(Collected data entries)
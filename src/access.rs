use serde::{Deserialize, Serialize};
use std::fmt;
use ts_rs::TS;

use crate::{
    models::Principal,
    role::{Requirement, Role},
    routes,
};

pub const DEFAULT_LOGIN_PATH: &str = "/login";
pub const DEFAULT_LANDING_PATH: &str = "/dashboard";

/// Decision
///
/// The outcome of an access check, consumed by the router: either render the
/// requested route or navigate (replacing history) to another path.
#[derive(Debug, Clone, PartialEq, Eq, Serialize, Deserialize, TS)]
#[serde(tag = "kind", content = "path", rename_all = "snake_case")]
#[ts(export)]
pub enum Decision {
    Allow,
    RedirectTo(String),
}

impl Decision {
    pub fn is_allowed(&self) -> bool {
        matches!(self, Decision::Allow)
    }

    pub fn redirect_target(&self) -> Option<&str> {
        match self {
            Decision::Allow => None,
            Decision::RedirectTo(path) => Some(path),
        }
    }
}

/// RoutePattern
///
/// `"/about"` matches one path, `"/admin/system/*"` matches `/admin/system`
/// and everything below it, `"*"` matches anything.
#[derive(Debug, Clone, PartialEq, Eq)]
pub enum RoutePattern {
    Exact(String),
    Subtree(String),
    Any,
}

impl RoutePattern {
    pub fn parse(pattern: &str) -> Self {
        let trimmed = pattern.trim();
        if trimmed == "*" {
            return RoutePattern::Any;
        }
        match trimmed.strip_suffix("/*") {
            Some(prefix) => RoutePattern::Subtree(normalize_path(prefix)),
            None => RoutePattern::Exact(normalize_path(trimmed)),
        }
    }

    /// Tests an already normalized path.
    pub fn matches(&self, path: &str) -> bool {
        match self {
            RoutePattern::Exact(p) => p == path,
            RoutePattern::Subtree(p) if p == "/" => true,
            RoutePattern::Subtree(p) => {
                path == p
                    || path
                        .strip_prefix(p.as_str())
                        .is_some_and(|rest| rest.starts_with('/'))
            }
            RoutePattern::Any => true,
        }
    }

    /// Higher is more specific: segment depth first, then exact over subtree.
    /// The catch-all ranks below everything else.
    fn specificity(&self) -> (usize, u8) {
        match self {
            RoutePattern::Exact(p) => (depth(p) + 1, 1),
            RoutePattern::Subtree(p) => (depth(p) + 1, 0),
            RoutePattern::Any => (0, 0),
        }
    }
}

impl fmt::Display for RoutePattern {
    fn fmt(&self, f: &mut fmt::Formatter<'_>) -> fmt::Result {
        match self {
            RoutePattern::Exact(p) => f.write_str(p),
            RoutePattern::Subtree(p) if p == "/" => f.write_str("/*"),
            RoutePattern::Subtree(p) => write!(f, "{}/*", p),
            RoutePattern::Any => f.write_str("*"),
        }
    }
}

/// GuardRule
///
/// Associates a route (or route subtree) with the minimum requirement to view it.
#[derive(Debug, Clone, PartialEq, Eq)]
pub struct GuardRule {
    pub pattern: RoutePattern,
    pub requirement: Requirement,
}

impl GuardRule {
    pub fn new(pattern: &str, requirement: Requirement) -> Self {
        Self {
            pattern: RoutePattern::parse(pattern),
            requirement,
        }
    }

    pub fn public(pattern: &str) -> Self {
        Self::new(pattern, Requirement::Public)
    }

    pub fn authenticated(pattern: &str) -> Self {
        Self::new(pattern, Requirement::Authenticated)
    }

    pub fn role(pattern: &str, role: Role) -> Self {
        Self::new(pattern, Requirement::Role(role))
    }
}

/// RouteTable
///
/// The ordered guard rules plus the two redirect targets.
#[derive(Debug, Clone)]
pub struct RouteTable {
    rules: Vec<GuardRule>,
    login_path: String,
    landing_path: String,
}

impl RouteTable {
    pub fn new(rules: Vec<GuardRule>) -> Self {
        Self {
            rules,
            login_path: DEFAULT_LOGIN_PATH.to_string(),
            landing_path: DEFAULT_LANDING_PATH.to_string(),
        }
    }

    pub fn with_redirects(mut self, login_path: &str, landing_path: &str) -> Self {
        self.login_path = normalize_path(login_path);
        self.landing_path = normalize_path(landing_path);
        self
    }

    /// canonical
    ///
    /// The application's route table, assembled from the public,
    /// authenticated and admin route modules.
    pub fn canonical(login_path: &str, landing_path: &str) -> Self {
        let mut rules = routes::public::public_routes();
        rules.extend(routes::authenticated::authenticated_routes());
        rules.extend(routes::admin::admin_routes());
        Self::new(rules).with_redirects(login_path, landing_path)
    }

    pub fn rules(&self) -> &[GuardRule] {
        &self.rules
    }

    pub fn login_path(&self) -> &str {
        &self.login_path
    }

    pub fn landing_path(&self) -> &str {
        &self.landing_path
    }

    pub fn has_catch_all(&self) -> bool {
        self.rules.iter().any(|r| r.pattern == RoutePattern::Any)
    }

    /// match_rule
    ///
    /// The most specific rule covering `path`. Among equally specific rules
    /// the first declared wins.
    pub fn match_rule(&self, path: &str) -> Option<&GuardRule> {
        let path = normalize_path(path);
        let mut best: Option<&GuardRule> = None;
        for rule in self.rules.iter().filter(|r| r.pattern.matches(&path)) {
            let better = match best {
                None => true,
                Some(current) => rule.pattern.specificity() > current.pattern.specificity(),
            };
            if better {
                best = Some(rule);
            }
        }
        best
    }
}

/// resolve_access
///
/// Decides whether `principal` (or an anonymous visitor) may enter `path`.
/// Pure and total: unmatched paths fail closed.
pub fn resolve_access(path: &str, principal: Option<&Principal>, table: &RouteTable) -> Decision {
    let role = principal.map_or(Role::Guest, |p| p.role);

    let decision = match table.match_rule(path) {
        Some(rule) if rule.requirement.is_satisfied_by(principal) => Decision::Allow,
        Some(rule) if principal.is_none() && rule.requirement.requires_authentication() => {
            Decision::RedirectTo(table.login_path.clone())
        }
        Some(_) => Decision::RedirectTo(table.landing_path.clone()),
        None => {
            tracing::warn!(path = %path, "no guard rule covers path; denying");
            match principal {
                None => Decision::RedirectTo(table.login_path.clone()),
                Some(_) => Decision::RedirectTo(table.landing_path.clone()),
            }
        }
    };

    tracing::debug!(path = %path, role = %role, decision = ?decision, "access resolved");
    decision
}

/// normalize_path
///
/// Drops query string and fragment, collapses repeated slashes and removes a
/// trailing slash. An empty path is the root.
pub fn normalize_path(path: &str) -> String {
    let path = path.split(['?', '#']).next().unwrap_or_default();
    let segments: Vec<&str> = path.split('/').filter(|s| !s.is_empty()).collect();
    if segments.is_empty() {
        "/".to_string()
    } else {
        format!("/{}", segments.join("/"))
    }
}

fn depth(path: &str) -> usize {
    path.split('/').filter(|s| !s.is_empty()).count()
}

Directions
What lines above mention "everything"? Copy each one.

Answer for this exercise
/// and everything below it, `"*"` matches anything.
    /// The catch-all ranks below everything else.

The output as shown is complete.